- [TASK TO COMPLETE] Report back every line below that carries the word "ConfigError".

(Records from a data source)
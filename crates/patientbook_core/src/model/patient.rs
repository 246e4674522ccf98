//! Patient domain model.
//!
//! # Responsibility
//! - Define validated scalar fields and single-payload collection values.
//! - Define the canonical `Patient` record shared by service and rendering.
//!
//! # Invariants
//! - Every field is validated at construction; a `Patient` never holds raw input.
//! - `hospital_id` is the identity used for duplicate detection.
//! - Patients are rebuilt rather than mutated when edited.

use crate::model::event::EventSpec;
use once_cell::sync::Lazy;
use regex::Regex;
use serde::Serialize;
use std::collections::BTreeSet;
use std::error::Error;
use std::fmt::{Display, Formatter};

static HOSPITAL_ID_RE: Lazy<Regex> =
    Lazy::new(|| Regex::new(r"^[0-9]+$").expect("valid hospital id regex"));
static PERSON_NAME_RE: Lazy<Regex> =
    Lazy::new(|| Regex::new(r"^[A-Za-z0-9][A-Za-z0-9 ]*$").expect("valid person name regex"));

/// Field-level validation errors for patient attributes.
#[derive(Debug, Clone, PartialEq, Eq)]
pub enum FieldValidationError {
    InvalidHospitalId(String),
    InvalidName(String),
    InvalidPreferredName(String),
    InvalidFoodPreference(String),
    InvalidFamilyCondition(String),
    InvalidHobby(String),
    InvalidTag(String),
}

impl Display for FieldValidationError {
    fn fmt(&self, f: &mut Formatter<'_>) -> std::fmt::Result {
        match self {
            Self::InvalidHospitalId(value) => write!(
                f,
                "invalid patient hospital id `{value}`: should only contain digits and not be blank"
            ),
            Self::InvalidName(value) => write!(
                f,
                "invalid name `{value}`: should only contain alphanumeric characters and spaces, and not be blank"
            ),
            Self::InvalidPreferredName(value) => write!(
                f,
                "invalid preferred name `{value}`: should only contain alphanumeric characters and spaces, and not be blank"
            ),
            Self::InvalidFoodPreference(value) => {
                write!(f, "invalid food preference `{value}`: should not be blank")
            }
            Self::InvalidFamilyCondition(value) => {
                write!(f, "invalid family condition `{value}`: should not be blank")
            }
            Self::InvalidHobby(value) => write!(f, "invalid hobby `{value}`: should not be blank"),
            Self::InvalidTag(value) => write!(f, "invalid tag `{value}`: should not be blank"),
        }
    }
}

impl Error for FieldValidationError {}

fn match_trimmed(raw: &str, pattern: &Regex) -> Option<String> {
    let trimmed = raw.trim();
    pattern.is_match(trimmed).then(|| trimmed.to_string())
}

/// Hospital-issued patient identifier (digits only).
#[derive(Debug, Clone, PartialEq, Eq, PartialOrd, Ord, Hash, Serialize)]
#[serde(transparent)]
pub struct PatientHospitalId(String);

impl PatientHospitalId {
    pub fn parse(raw: &str) -> Result<Self, FieldValidationError> {
        match_trimmed(raw, &HOSPITAL_ID_RE)
            .map(Self)
            .ok_or_else(|| FieldValidationError::InvalidHospitalId(raw.to_string()))
    }

    pub fn as_str(&self) -> &str {
        &self.0
    }
}

/// Full patient name.
#[derive(Debug, Clone, PartialEq, Eq, PartialOrd, Ord, Hash, Serialize)]
#[serde(transparent)]
pub struct Name(String);

impl Name {
    pub fn parse(raw: &str) -> Result<Self, FieldValidationError> {
        match_trimmed(raw, &PERSON_NAME_RE)
            .map(Self)
            .ok_or_else(|| FieldValidationError::InvalidName(raw.to_string()))
    }

    pub fn as_str(&self) -> &str {
        &self.0
    }
}

/// Name the patient prefers to be addressed by.
#[derive(Debug, Clone, PartialEq, Eq, PartialOrd, Ord, Hash, Serialize)]
#[serde(transparent)]
pub struct PreferredName(String);

impl PreferredName {
    pub fn parse(raw: &str) -> Result<Self, FieldValidationError> {
        match_trimmed(raw, &PERSON_NAME_RE)
            .map(Self)
            .ok_or_else(|| FieldValidationError::InvalidPreferredName(raw.to_string()))
    }

    pub fn as_str(&self) -> &str {
        &self.0
    }
}

// Collection members share one shape: a trimmed, non-blank payload compared by value.
macro_rules! text_value {
    ($(#[$meta:meta])* $name:ident => $error:ident) => {
        $(#[$meta])*
        #[derive(Debug, Clone, PartialEq, Eq, PartialOrd, Ord, Hash, Serialize)]
        #[serde(transparent)]
        pub struct $name(String);

        impl $name {
            pub fn parse(raw: &str) -> Result<Self, FieldValidationError> {
                let trimmed = raw.trim();
                if trimmed.is_empty() {
                    return Err(FieldValidationError::$error(raw.to_string()));
                }
                Ok(Self(trimmed.to_string()))
            }

            pub fn as_str(&self) -> &str {
                &self.0
            }
        }

        impl Display for $name {
            fn fmt(&self, f: &mut Formatter<'_>) -> std::fmt::Result {
                f.write_str(&self.0)
            }
        }
    };
}

text_value!(
    /// Food the patient likes or requires.
    FoodPreference => InvalidFoodPreference
);
text_value!(
    /// Free-text note about the patient's family situation.
    FamilyCondition => InvalidFamilyCondition
);
text_value!(Hobby => InvalidHobby);
text_value!(
    /// Short care label such as `diabetes` or `fall risk`.
    Tag => InvalidTag
);

/// Canonical patient record.
#[derive(Debug, Clone, PartialEq, Eq, Serialize)]
pub struct Patient {
    hospital_id: PatientHospitalId,
    name: Name,
    preferred_name: PreferredName,
    food_preferences: BTreeSet<FoodPreference>,
    family_conditions: BTreeSet<FamilyCondition>,
    hobbies: BTreeSet<Hobby>,
    tags: BTreeSet<Tag>,
    events: BTreeSet<EventSpec>,
}

impl Patient {
    /// Creates a patient with empty collections.
    pub fn new(hospital_id: PatientHospitalId, name: Name, preferred_name: PreferredName) -> Self {
        Self {
            hospital_id,
            name,
            preferred_name,
            food_preferences: BTreeSet::new(),
            family_conditions: BTreeSet::new(),
            hobbies: BTreeSet::new(),
            tags: BTreeSet::new(),
            events: BTreeSet::new(),
        }
    }

    pub fn with_food_preferences(mut self, values: BTreeSet<FoodPreference>) -> Self {
        self.food_preferences = values;
        self
    }

    pub fn with_family_conditions(mut self, values: BTreeSet<FamilyCondition>) -> Self {
        self.family_conditions = values;
        self
    }

    pub fn with_hobbies(mut self, values: BTreeSet<Hobby>) -> Self {
        self.hobbies = values;
        self
    }

    pub fn with_tags(mut self, values: BTreeSet<Tag>) -> Self {
        self.tags = values;
        self
    }

    pub fn with_events(mut self, values: BTreeSet<EventSpec>) -> Self {
        self.events = values;
        self
    }

    pub fn hospital_id(&self) -> &PatientHospitalId {
        &self.hospital_id
    }

    pub fn name(&self) -> &Name {
        &self.name
    }

    pub fn preferred_name(&self) -> &PreferredName {
        &self.preferred_name
    }

    pub fn food_preferences(&self) -> &BTreeSet<FoodPreference> {
        &self.food_preferences
    }

    pub fn family_conditions(&self) -> &BTreeSet<FamilyCondition> {
        &self.family_conditions
    }

    pub fn hobbies(&self) -> &BTreeSet<Hobby> {
        &self.hobbies
    }

    pub fn tags(&self) -> &BTreeSet<Tag> {
        &self.tags
    }

    pub fn events(&self) -> &BTreeSet<EventSpec> {
        &self.events
    }

    /// Returns whether `other` is the same patient by hospital id.
    pub fn is_same_patient(&self, other: &Patient) -> bool {
        self.hospital_id == other.hospital_id
    }
}

#[cfg(test)]
mod tests {
    use super::{FieldValidationError, FoodPreference, Name, PatientHospitalId, Tag};

    #[test]
    fn hospital_id_accepts_digits_only() {
        assert_eq!(PatientHospitalId::parse(" 12345 ").unwrap().as_str(), "12345");
        assert_eq!(
            PatientHospitalId::parse("12a45").unwrap_err(),
            FieldValidationError::InvalidHospitalId("12a45".to_string())
        );
        assert!(PatientHospitalId::parse("").is_err());
    }

    #[test]
    fn name_rejects_leading_space_after_trim_and_symbols() {
        assert_eq!(Name::parse("  Alex Yeoh ").unwrap().as_str(), "Alex Yeoh");
        assert!(Name::parse("Alex*").is_err());
        assert!(Name::parse("   ").is_err());
    }

    #[test]
    fn text_values_trim_and_reject_blank() {
        assert_eq!(FoodPreference::parse(" Chicken rice ").unwrap().as_str(), "Chicken rice");
        assert_eq!(
            Tag::parse("  ").unwrap_err(),
            FieldValidationError::InvalidTag("  ".to_string())
        );
    }
}
use patientbook_core::{
    CollectionEdit, EventNameRule, EventSpec, EventValidationError, FieldKey,
    FieldValidationError, FoodPreference, PartialUpdateResolver, RawFields, ResolveError, Tag,
};
use std::collections::BTreeSet;

fn resolver() -> PartialUpdateResolver {
    PartialUpdateResolver::default()
}

#[test]
fn all_fields_absent_is_not_edited() {
    let err = resolver().resolve_edit(&RawFields::new()).unwrap_err();
    assert_eq!(err, ResolveError::NotEdited);
    assert_eq!(err.to_string(), "At least one field to edit must be provided.");
}

#[test]
fn scalar_fields_populate_only_their_slots() {
    let fields = RawFields::new()
        .with(FieldKey::Name, "Alex Tan")
        .with(FieldKey::PreferredName, " Al ");

    let descriptor = resolver().resolve_edit(&fields).unwrap();
    assert_eq!(descriptor.hospital_id, None);
    assert_eq!(descriptor.name.as_ref().map(|name| name.as_str()), Some("Alex Tan"));
    assert_eq!(
        descriptor.preferred_name.as_ref().map(|name| name.as_str()),
        Some("Al")
    );
    assert_eq!(descriptor.tags, CollectionEdit::Unchanged);
    assert_eq!(descriptor.events, CollectionEdit::Unchanged);
    assert_eq!(descriptor.edited_field_count(), 2);
}

#[test]
fn single_empty_entry_clears_collection() {
    let fields = RawFields::new().with(FieldKey::Tag, "");

    let descriptor = resolver().resolve_edit(&fields).unwrap();
    assert_eq!(descriptor.tags, CollectionEdit::Clear);
    assert_ne!(descriptor.tags, CollectionEdit::Unchanged);
    assert_eq!(descriptor.hobbies, CollectionEdit::Unchanged);
    assert!(descriptor.is_any_field_edited());
}

#[test]
fn collection_entries_replace_whole_set_and_collapse_duplicates() {
    let fields = RawFields::new()
        .with(FieldKey::FoodPreference, "Laksa")
        .with(FieldKey::FoodPreference, "Chicken rice")
        .with(FieldKey::FoodPreference, "Laksa ");

    let descriptor = resolver().resolve_edit(&fields).unwrap();
    let expected = BTreeSet::from([
        FoodPreference::parse("Chicken rice").unwrap(),
        FoodPreference::parse("Laksa").unwrap(),
    ]);
    assert_eq!(descriptor.food_preferences, CollectionEdit::Replace(expected));
}

#[test]
fn invalid_value_rejects_whole_request() {
    let fields = RawFields::new()
        .with(FieldKey::Name, "Alex Tan")
        .with(FieldKey::HospitalId, "A123");

    let err = resolver().resolve_edit(&fields).unwrap_err();
    assert_eq!(
        err,
        ResolveError::Field(FieldValidationError::InvalidHospitalId("A123".to_string()))
    );

    let fields = RawFields::new()
        .with(FieldKey::Tag, "diabetes")
        .with(FieldKey::Tag, " ");
    assert!(matches!(
        resolver().resolve_edit(&fields),
        Err(ResolveError::Field(FieldValidationError::InvalidTag(_)))
    ));
}

#[test]
fn repeated_single_valued_prefix_is_duplicate_field() {
    let fields = RawFields::new()
        .with(FieldKey::Name, "Alex")
        .with(FieldKey::Name, "Bob")
        .with(FieldKey::Tag, "a")
        .with(FieldKey::Tag, "b");

    match resolver().resolve_edit(&fields).unwrap_err() {
        ResolveError::DuplicateField(duplicate) => assert_eq!(duplicate.keys, vec![FieldKey::Name]),
        other => panic!("expected duplicate field error, got {other:?}"),
    }
}

#[test]
fn events_are_paired_and_parsed() {
    let fields = RawFields::new()
        .with(FieldKey::EventName, "Birthday!")
        .with(FieldKey::EventDate, "20-12-2024")
        .with(FieldKey::EventName, "Family Visit!")
        .with(FieldKey::EventDate, "30-03-2024, 15:00 - 18:00");

    let descriptor = resolver().resolve_edit(&fields).unwrap();
    let expected = BTreeSet::from([
        EventSpec::parse("Birthday!", "20-12-2024").unwrap(),
        EventSpec::parse("Family Visit!", "30-03-2024, 15:00 - 18:00").unwrap(),
    ]);
    assert_eq!(descriptor.events, CollectionEdit::Replace(expected));
}

#[test]
fn event_clear_sentinel_and_pairing_errors() {
    let clear = RawFields::new().with(FieldKey::EventDate, "");
    assert_eq!(
        resolver().resolve_edit(&clear).unwrap().events,
        CollectionEdit::Clear
    );

    let unpaired = RawFields::new()
        .with(FieldKey::EventName, "Birthday!")
        .with(FieldKey::EventName, "Visit!")
        .with(FieldKey::EventDate, "20-12-2024");
    assert_eq!(
        resolver().resolve_edit(&unpaired).unwrap_err(),
        ResolveError::UnpairedEvents { names: 2, specs: 1 }
    );

    let bad_range = RawFields::new()
        .with(FieldKey::EventName, "Checkup!")
        .with(FieldKey::EventDate, "12-12-2023, 00:00 - 24:00");
    assert!(matches!(
        resolver().resolve_edit(&bad_range),
        Err(ResolveError::Event(EventValidationError::InvalidTimeRange(_)))
    ));
}

#[test]
fn resolver_applies_configured_event_name_rule() {
    let fields = RawFields::new()
        .with(FieldKey::EventName, "Birthday celebration")
        .with(FieldKey::EventDate, "20-12-2024");

    assert!(matches!(
        resolver().resolve_edit(&fields),
        Err(ResolveError::Event(EventValidationError::InvalidName { .. }))
    ));

    let lenient = PartialUpdateResolver::with_event_name_rule(EventNameRule::AlphanumericOnly);
    assert!(lenient.resolve_edit(&fields).unwrap().events.is_edited());
}

#[test]
fn resolve_patient_requires_identity_fields() {
    let fields = RawFields::new()
        .with(FieldKey::HospitalId, "12345")
        .with(FieldKey::Name, "Alex Yeoh");
    assert_eq!(
        resolver().resolve_patient(&fields).unwrap_err(),
        ResolveError::MissingField(FieldKey::PreferredName)
    );

    let patient = resolver()
        .resolve_patient(
            &fields
                .clone()
                .with(FieldKey::PreferredName, "Alex")
                .with(FieldKey::Tag, "diabetes")
                .with(FieldKey::Tag, "diabetes"),
        )
        .unwrap();
    assert_eq!(patient.hospital_id().as_str(), "12345");
    assert_eq!(
        patient.tags(),
        &BTreeSet::from([Tag::parse("diabetes").unwrap()])
    );
    assert!(patient.hobbies().is_empty());
    assert!(patient.events().is_empty());
}

#[test]
fn resolve_patient_has_no_clear_sentinel() {
    let fields = RawFields::new()
        .with(FieldKey::HospitalId, "12345")
        .with(FieldKey::Name, "Alex Yeoh")
        .with(FieldKey::PreferredName, "Alex")
        .with(FieldKey::Hobby, "");
    assert!(matches!(
        resolver().resolve_patient(&fields),
        Err(ResolveError::Field(FieldValidationError::InvalidHobby(_)))
    ));
}

#[test]
fn resolve_event_takes_exactly_one_pair() {
    let fields = RawFields::new()
        .with(FieldKey::EventName, "Dentist!")
        .with(FieldKey::EventDate, "02-02-2024, 08:00 - 09:00");
    assert_eq!(
        resolver().resolve_event(&fields).unwrap().to_string(),
        "Dentist! (02-02-2024, from 08:00 to 09:00)"
    );

    let missing = RawFields::new().with(FieldKey::EventName, "Dentist!");
    assert_eq!(
        resolver().resolve_event(&missing).unwrap_err(),
        ResolveError::MissingField(FieldKey::EventDate)
    );

    let repeated = fields.with(FieldKey::EventDate, "03-02-2024");
    assert!(matches!(
        resolver().resolve_event(&repeated),
        Err(ResolveError::DuplicateField(_))
    ));
}
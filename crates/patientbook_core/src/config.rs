//! Core runtime configuration.
//!
//! # Responsibility
//! - Collect the behavior switches of the event grammar in one value.
//! - Load them from `PATIENTBOOK_*` environment variables.
//!
//! # Invariants
//! - Unset variables fall back to `CoreConfig::default()`.
//! - Set-but-invalid variables are errors, never silently ignored.

use crate::logging::default_log_level;
use crate::model::event::{DateOrdering, EventNameRule};
use std::error::Error;
use std::fmt::{Display, Formatter};
use std::path::PathBuf;

pub const ENV_EVENT_NAME_RULE: &str = "PATIENTBOOK_EVENT_NAME_RULE";
pub const ENV_DATE_ORDER: &str = "PATIENTBOOK_DATE_ORDER";
pub const ENV_LOG_LEVEL: &str = "PATIENTBOOK_LOG_LEVEL";
pub const ENV_LOG_DIR: &str = "PATIENTBOOK_LOG_DIR";

/// Invalid configuration value.
#[derive(Debug, Clone, PartialEq, Eq)]
pub enum ConfigError {
    InvalidValue {
        name: &'static str,
        value: String,
        expected: &'static str,
    },
}

impl Display for ConfigError {
    fn fmt(&self, f: &mut Formatter<'_>) -> std::fmt::Result {
        match self {
            Self::InvalidValue {
                name,
                value,
                expected,
            } => write!(f, "invalid config `{name}`=`{value}`; expected {expected}"),
        }
    }
}

impl Error for ConfigError {}

/// Behavior switches for the core.
#[derive(Debug, Clone, PartialEq, Eq)]
pub struct CoreConfig {
    /// Acceptance rule applied to event names.
    pub event_name_rule: EventNameRule,
    /// Date comparison used by sorted event views.
    pub date_ordering: DateOrdering,
    /// Log level passed to `init_logging`.
    pub log_level: String,
    /// Rolling log directory; logging stays off when `None`.
    pub log_dir: Option<PathBuf>,
}

impl Default for CoreConfig {
    fn default() -> Self {
        Self {
            event_name_rule: EventNameRule::default(),
            date_ordering: DateOrdering::default(),
            log_level: default_log_level().to_string(),
            log_dir: None,
        }
    }
}

impl CoreConfig {
    /// Loads configuration from the process environment.
    pub fn from_env() -> Result<Self, ConfigError> {
        Self::from_lookup(|name| std::env::var(name).ok())
    }

    /// Loads configuration from an arbitrary variable lookup.
    pub fn from_lookup<F>(lookup: F) -> Result<Self, ConfigError>
    where
        F: Fn(&str) -> Option<String>,
    {
        let mut config = Self::default();

        if let Some(value) = lookup(ENV_EVENT_NAME_RULE) {
            config.event_name_rule =
                EventNameRule::from_config_str(&value).ok_or(ConfigError::InvalidValue {
                    name: ENV_EVENT_NAME_RULE,
                    value,
                    expected: "require_symbol|alphanumeric_only",
                })?;
        }
        if let Some(value) = lookup(ENV_DATE_ORDER) {
            config.date_ordering =
                DateOrdering::from_config_str(&value).ok_or(ConfigError::InvalidValue {
                    name: ENV_DATE_ORDER,
                    value,
                    expected: "lexicographic|chronological",
                })?;
        }
        if let Some(value) = lookup(ENV_LOG_LEVEL) {
            config.log_level = value;
        }
        config.log_dir = lookup(ENV_LOG_DIR)
            .filter(|value| !value.trim().is_empty())
            .map(PathBuf::from);

        Ok(config)
    }
}
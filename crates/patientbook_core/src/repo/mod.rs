//! Repository layer abstractions.
//!
//! # Responsibility
//! - Define the storage contract the service layer depends on.
//! - Keep collection bookkeeping out of use-case orchestration.
//!
//! # Invariants
//! - Writes reject hospital-id collisions.

pub mod patient_repo;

- [EXPECTED ANSWER]
pub enum ConfigError {
impl Display for ConfigError {
impl Error for ConfigError {}
    pub fn from_env() -> Result<Self, ConfigError> {
    pub fn from_lookup<F>(lookup: F) -> Result<Self, ConfigError>
                EventNameRule::from_config_str(&value).ok_or(ConfigError::InvalidValue {
                DateOrdering::from_config_str(&value).ok_or(ConfigError::InvalidValue {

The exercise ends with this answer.